Belize: Lights Dimming on Economic Freedom
James M. Roberts /
On June 20, the government of Belize expropriated the 70 percent ownership interest in the Belize Electric Company (BEL) held by the shareholder-owned, Canada-based energy giant Fortis. Belize Electric Company Limited (BECOL), a hydroelectric business that Fortis also owns, has not been expropriated—yet. Fortis has invested more than $400 million in Belize.

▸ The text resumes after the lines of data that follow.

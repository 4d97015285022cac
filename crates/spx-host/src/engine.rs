use std::sync::Arc;
use std::time::Duration;

use serde_json::Value;
use spx_bridge::WorkerPort;
use tokio::sync::{mpsc, watch};

use crate::EngineError;

/// Which build of the engine to instantiate.
#[derive(Debug, Clone, Copy, PartialEq, Eq)]
pub enum EngineKind {
    /// The editor, also used for the install pass.
    Editor,
    Game,
}

/// A pthread worker spawned by an engine instance.
pub struct EngineWorker {
    pub port: Arc<dyn WorkerPort>,
    /// Everything the worker posts back to the page.
    pub events: mpsc::UnboundedReceiver<Value>,
    /// Whether the worker is already bound to an engine thread.
    pub running: bool,
}

impl std::fmt::Debug for EngineWorker {
    fn fmt(&self, f: &mut std::fmt::Formatter<'_>) -> std::fmt::Result {
        f.debug_struct("EngineWorker")
            .field("running", &self.running)
            .finish_non_exhaustive()
    }
}

/// One engine instance. The engine itself is a black box; the controller only sequences it.
#[async_trait::async_trait]
pub trait Engine: Send + Sync {
    async fn init(&self) -> Result<(), EngineError>;

    /// Starts the main loop with command-line style arguments.
    async fn start(&self, args: &[String]) -> Result<(), EngineError>;

    /// Asks the engine to quit. Completion is reported through the [`ExitSignal`].
    fn request_quit(&self);

    /// Writes a file into the engine's virtual filesystem.
    fn copy_to_fs(&self, path: &str, data: &[u8]) -> Result<(), EngineError>;

    /// Places the project data (and, in runtime mode, the pack) under `dir`.
    async fn unpack_game_data(
        &self,
        dir: &str,
        project_data_name: &str,
        project_data: &[u8],
        pack_name: &str,
        pack_data: Option<&[u8]>,
    ) -> Result<(), EngineError>;

    /// Resolves once the virtual filesystem has been flushed to persistent storage.
    async fn wait_fs_sync(&self) -> Result<(), EngineError>;

    /// Hands over the workers spawned since the previous call.
    fn worker_ports(&self) -> Vec<EngineWorker>;
}

/// Creates engine instances.
pub trait EngineFactory: Send + Sync {
    /// `wasm` is the engine binary served by the engine cache, when one was loaded.
    fn create(
        &self,
        kind: EngineKind,
        wasm: Option<Arc<[u8]>>,
        exit: ExitSignal,
    ) -> Result<Box<dyn Engine>, EngineError>;
}

/// Lets an engine report that its main loop has ended. The first exit code wins.
#[derive(Debug, Clone)]
pub struct ExitSignal {
    tx: Arc<watch::Sender<Option<i32>>>,
}

impl ExitSignal {
    pub fn new() -> (Self, ExitWaiter) {
        let (tx, rx) = watch::channel(None);
        (Self { tx: Arc::new(tx) }, ExitWaiter { rx })
    }

    pub fn exit(&self, code: i32) {
        self.tx.send_if_modified(|slot| {
            if slot.is_some() {
                return false;
            }
            *slot = Some(code);
            true
        });
    }

    pub fn has_exited(&self) -> bool {
        self.tx.borrow().is_some()
    }
}

/// Controller side of an [`ExitSignal`].
#[derive(Debug, Clone)]
pub struct ExitWaiter {
    rx: watch::Receiver<Option<i32>>,
}

impl ExitWaiter {
    /// Resolves with the exit code. `None` means the engine was dropped without reporting one.
    pub async fn wait(&mut self) -> Option<i32> {
        match self.rx.wait_for(Option::is_some).await {
            Ok(code) => *code,
            Err(_) => None,
        }
    }

    /// Like [`ExitWaiter::wait`] but gives up after `limit`; the outer `None` means it timed out.
    pub async fn wait_for(&mut self, limit: Option<Duration>) -> Option<Option<i32>> {
        match limit {
            Some(limit) => tokio::time::timeout(limit, self.wait()).await.ok(),
            None => Some(self.wait().await),
        }
    }

    pub fn code(&self) -> Option<i32> {
        *self.rx.borrow()
    }
}
use spx_bridge::BridgeError;
use spx_cache::CacheError;

/// Failure reported by an engine instance.
#[derive(Debug, Clone, PartialEq, Eq, thiserror::Error)]
pub enum EngineError {
    #[error("engine failed to initialize: {0}")]
    Init(String),

    #[error("engine failed to start: {0}")]
    Start(String),

    #[error("engine filesystem error: {0}")]
    Filesystem(String),
}

#[derive(Debug, thiserror::Error)]
pub enum HostError {
    #[error("invalid configuration: {0}")]
    Config(String),

    #[error(transparent)]
    Cache(#[from] CacheError),

    #[error(transparent)]
    Engine(#[from] EngineError),

    #[error(transparent)]
    Bridge(#[from] BridgeError),

    #[error("no project data has been provided")]
    MissingProjectData,

    /// The controller stopped before the operation ran.
    #[error("host controller has shut down")]
    Closed,
}
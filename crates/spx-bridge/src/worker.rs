use std::sync::Arc;

use serde_json::Value;
use spx_protocol::{Envelope, WorkerEvent, WorkerId};
use tokio::sync::mpsc;
use tokio::task::{JoinHandle, JoinSet};

use crate::{
    BridgeError, ChannelPort, Dispatch, MessageRouter, ModuleBridge, ModuleBridgeConfig,
    ModuleLoader, ThreadRuntime, WorkerBridge, WorkerPort,
};

/// One worker's sequential message loop.
pub struct WorkerRuntime {
    router: MessageRouter,
    outbound: Arc<dyn WorkerPort>,
}

impl std::fmt::Debug for WorkerRuntime {
    fn fmt(&self, f: &mut std::fmt::Formatter<'_>) -> std::fmt::Result {
        f.debug_struct("WorkerRuntime")
            .field("router", &self.router)
            .finish_non_exhaustive()
    }
}

impl WorkerRuntime {
    pub fn new(router: MessageRouter, outbound: Arc<dyn WorkerPort>) -> Self {
        Self { router, outbound }
    }

    pub fn router(&self) -> &MessageRouter {
        &self.router
    }

    /// Routes messages until `inbound` closes or a `shutdown` arrives.
    ///
    /// Deferred work (module loading, function calls) runs beside the loop so later messages
    /// are still routed while it is in flight.
    pub async fn run(self, mut inbound: mpsc::UnboundedReceiver<Value>) {
        let worker = self.router.worker_id();
        let mut deferred = JoinSet::new();
        loop {
            tokio::select! {
                message = inbound.recv() => {
                    let Some(message) = message else {
                        break;
                    };
                    match self.router.dispatch(message) {
                        Dispatch::Done => {}
                        Dispatch::Reply(replies) => post_all(self.outbound.as_ref(), replies),
                        Dispatch::Deferred(work) => {
                            let outbound = self.outbound.clone();
                            deferred.spawn(async move {
                                let replies = work.await;
                                post_all(outbound.as_ref(), replies);
                            });
                        }
                        Dispatch::Stop => break,
                    }
                }
                Some(joined) = deferred.join_next(), if !deferred.is_empty() => {
                    if let Err(err) = joined {
                        if err.is_panic() {
                            tracing::error!(worker, "worker task panicked");
                        }
                    }
                }
            }
        }
        tracing::debug!(worker, in_flight = deferred.len(), "worker loop stopped");
    }
}

fn post_all(port: &dyn WorkerPort, replies: Vec<Envelope<WorkerEvent>>) {
    for reply in replies {
        match reply.to_value() {
            Ok(message) => {
                if let Err(err) = port.post(message) {
                    tracing::debug!("reply not delivered: {err}");
                }
            }
            Err(err) => tracing::warn!("encoding reply failed: {err}"),
        }
    }
}

/// An in-process worker running on its own tokio task.
#[derive(Debug)]
pub struct SpawnedWorker {
    /// Host → worker.
    pub port: ChannelPort,
    /// Worker → host.
    pub events: mpsc::UnboundedReceiver<Value>,
    pub task: JoinHandle<()>,
}

impl SpawnedWorker {
    /// Registers the worker with `bridge`, which then consumes its events.
    pub fn attach(self, bridge: &WorkerBridge) -> Result<(usize, JoinHandle<()>), BridgeError> {
        let index = bridge.attach_channel(Arc::new(self.port), self.events)?;
        Ok((index, self.task))
    }
}

/// Starts a worker whose secondary module comes from `loader`.
///
/// `thread` carries the engine's pthread bootstrap when the worker hosts engine threads.
pub fn spawn_worker(
    worker_id: WorkerId,
    loader: Arc<dyn ModuleLoader>,
    thread: Option<Box<dyn ThreadRuntime>>,
    config: ModuleBridgeConfig,
) -> SpawnedWorker {
    let (port, inbound) = ChannelPort::pair();
    let (to_host, events) = ChannelPort::pair();
    let module = Arc::new(ModuleBridge::new(loader, config));
    let router = MessageRouter::new(worker_id, module, thread);
    let runtime = WorkerRuntime::new(router, Arc::new(to_host));
    let task = tokio::spawn(runtime.run(inbound));
    SpawnedWorker { port, events, task }
}
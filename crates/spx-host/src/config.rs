use std::collections::HashMap;
use std::time::Duration;

use serde::{Deserialize, Serialize};
use spx_bridge::BridgeConfig;
use spx_cache::{AssetOptions, CacheLayout};

use crate::HostError;

/// Host controller settings, usually loaded from the JSON the page hands over.
///
/// Every field has a default, so `{}` is a valid configuration.
#[derive(Debug, Clone, PartialEq, Serialize, Deserialize)]
#[serde(default, rename_all = "camelCase")]
pub struct HostConfig {
    pub project_name: String,
    /// Runtime mode plays a prebuilt pack without the editor.
    #[serde(rename = "isRuntimeMode")]
    pub runtime_mode: bool,
    pub persistent_path: String,
    pub temp_zip_path: String,
    pub temp_game_path: String,
    pub pack_name: String,
    pub project_data_name: String,
    pub engine_asset: String,
    pub engine_res_asset: String,
    pub use_asset_cache: bool,
    /// Asset file name -> URL.
    pub asset_urls: HashMap<String, String>,
    /// Pause between starting the game and handing it the project data.
    pub broadcast_delay_ms: u64,
    /// How long `stop_game` waits for the engine to exit. `0` waits forever.
    pub quit_timeout_ms: u64,
    pub call_timeout_ms: u64,
    pub ready_timeout_ms: u64,
    /// tracing-subscriber `EnvFilter` syntax.
    pub log_level: String,
}

impl Default for HostConfig {
    fn default() -> Self {
        Self {
            project_name: "Game".to_string(),
            runtime_mode: false,
            persistent_path: "/home/web_user".to_string(),
            temp_zip_path: "/tmp/preload.zip".to_string(),
            temp_game_path: "/home/spx_game_cache".to_string(),
            pack_name: "godot.editor.pck".to_string(),
            project_data_name: "project.data".to_string(),
            engine_asset: "godot.editor.wasm".to_string(),
            engine_res_asset: "engineres.zip".to_string(),
            use_asset_cache: false,
            asset_urls: HashMap::new(),
            broadcast_delay_ms: 1000,
            quit_timeout_ms: 10_000,
            call_timeout_ms: 10_000,
            ready_timeout_ms: 30_000,
            log_level: "info".to_string(),
        }
    }
}

fn millis(ms: u64) -> Option<Duration> {
    (ms != 0).then(|| Duration::from_millis(ms))
}

impl HostConfig {
    pub fn from_json(raw: &str) -> Result<Self, HostError> {
        let config: Self =
            serde_json::from_str(raw).map_err(|err| HostError::Config(err.to_string()))?;
        config.validate()?;
        Ok(config)
    }

    pub fn validate(&self) -> Result<(), HostError> {
        if self.project_name.trim().is_empty() {
            return Err(HostError::Config("projectName must not be empty".into()));
        }
        if self.project_name.contains('/') {
            return Err(HostError::Config(format!(
                "projectName {:?} must not contain '/'",
                self.project_name
            )));
        }
        if !self.persistent_path.starts_with('/') {
            return Err(HostError::Config(format!(
                "persistentPath {:?} must be absolute",
                self.persistent_path
            )));
        }
        Ok(())
    }

    pub fn cache_layout(&self) -> CacheLayout {
        CacheLayout::new(self.persistent_path.as_str(), self.project_name.as_str())
    }

    pub fn asset_options(&self) -> AssetOptions {
        AssetOptions {
            use_asset_cache: self.use_asset_cache,
            engine_asset: self.engine_asset.clone(),
            asset_urls: self.asset_urls.clone(),
        }
    }

    pub fn bridge_config(&self) -> BridgeConfig {
        BridgeConfig {
            call_timeout: millis(self.call_timeout_ms),
            ready_timeout: millis(self.ready_timeout_ms),
            ..BridgeConfig::default()
        }
    }

    pub fn broadcast_delay(&self) -> Duration {
        Duration::from_millis(self.broadcast_delay_ms)
    }

    pub fn quit_timeout(&self) -> Option<Duration> {
        millis(self.quit_timeout_ms)
    }

    pub fn install_path(&self) -> String {
        self.cache_layout().install_path()
    }

    /// Arguments for the one-off pass that unpacks the engine resources into a project.
    pub fn install_args(&self) -> Vec<String> {
        vec![
            "--project-manager".to_string(),
            "--single-window".to_string(),
            "--install_project_name".to_string(),
            self.project_name.clone(),
        ]
    }

    pub fn editor_args(&self) -> Vec<String> {
        vec![
            "--path".to_string(),
            self.install_path(),
            "--single-window".to_string(),
            "--editor".to_string(),
        ]
    }

    pub fn game_args(&self) -> Vec<String> {
        if self.runtime_mode {
            vec![
                "--main-pack".to_string(),
                format!("{}/{}", self.temp_game_path, self.pack_name),
                "--main-project-data".to_string(),
                format!("{}/{}", self.temp_game_path, self.project_data_name),
            ]
        } else {
            vec![
                "--path".to_string(),
                self.install_path(),
                "--editor-pid".to_string(),
                "0".to_string(),
                "res://main.tscn".to_string(),
            ]
        }
    }
}

#[cfg(test)]
mod tests {
    use super::*;

    #[test]
    fn empty_object_uses_defaults() {
        let config = HostConfig::from_json("{}").unwrap();
        assert_eq!(config, HostConfig::default());
        assert_eq!(config.install_path(), "/home/web_user/Game");
        assert_eq!(config.broadcast_delay(), Duration::from_secs(1));
    }

    #[test]
    fn camel_case_fields_are_read() {
        let config = HostConfig::from_json(
            r#"{
                "projectName": "Platformer",
                "isRuntimeMode": true,
                "useAssetCache": true,
                "assetUrls": { "godot.editor.wasm": "https://cdn.example/e.wasm" },
                "callTimeoutMs": 0
            }"#,
        )
        .unwrap();
        assert_eq!(config.project_name, "Platformer");
        assert!(config.runtime_mode);
        assert!(config.asset_options().use_asset_cache);
        assert_eq!(config.bridge_config().call_timeout, None);
        assert_eq!(
            config.game_args(),
            [
                "--main-pack",
                "/home/spx_game_cache/godot.editor.pck",
                "--main-project-data",
                "/home/spx_game_cache/project.data",
            ]
        );
    }

    #[test]
    fn editor_mode_game_runs_installed_project() {
        let config = HostConfig::default();
        assert_eq!(
            config.game_args(),
            ["--path", "/home/web_user/Game", "--editor-pid", "0", "res://main.tscn"]
        );
        assert_eq!(
            config.editor_args(),
            ["--path", "/home/web_user/Game", "--single-window", "--editor"]
        );
        assert_eq!(
            config.install_args(),
            ["--project-manager", "--single-window", "--install_project_name", "Game"]
        );
    }

    #[test]
    fn rejects_unusable_values() {
        assert!(matches!(
            HostConfig::from_json(r#"{ "projectName": "" }"#),
            Err(HostError::Config(_))
        ));
        assert!(matches!(
            HostConfig::from_json(r#"{ "persistentPath": "relative" }"#),
            Err(HostError::Config(_))
        ));
        assert!(matches!(
            HostConfig::from_json("[1, 2]"),
            Err(HostError::Config(_))
        ));
    }
}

BEL is insolvent and $27 million in debt. BEL officials blame the insolvency on the government of Prime Minister Dean Barrow, saying they were forced to sell electricity in Belize at rates lower than the cost to acquire the power from the state-owned CFE (Comision Federal de Electricidad) electric company in neighboring Mexico. As a result of the nationalization, Standard & Poor’s put Belizean sovereign bonds (which already hold junk status) on its downgrade watch list, “citing concerns about the Central American nation’s debt.”
Belize is increasingly wracked by violent crime, while its high debt burden is a strain on public finance. The illegal drug trade and money laundering are entrenched problems. Prime Minister Barrow and his United Democratic Party (UDP) took office in February 2008 and have close relations with Venezuelan President Hugo Chavez, due in part to the many foreign aid petro-dollars Chavez has sent to Belize.
The BEL takeover is the latest in a series of moves by the Barrow government to nationalize the commercial “crown jewels” of Belize. In August 2009, for example, the government took over the leading private telecommunications provider in Belize, and it has never paid the owners. Although Belize had been making some progress on its Index of Economic Freedom score, these recent actions by the government have definitely put that progress at risk.
And where is the Obama Administration in all this? When the Barrow government took over the phone company, the Belizean opposition People’s United Party (PUP) branded the action an “expropriation,” but mealy-mouthed officials at Obama’s State Department could muster only the word “nationalization.” That calls to mind the Administration’s weak response to a similar power grab in neighboring Honduras when Chavez ally and ex-President Mel Zelaya tried to become president-for-life.
How will Obama respond to this latest assault by a Chavista government on the market of a NAFTA partner country—through expropriation of a private company’s assets?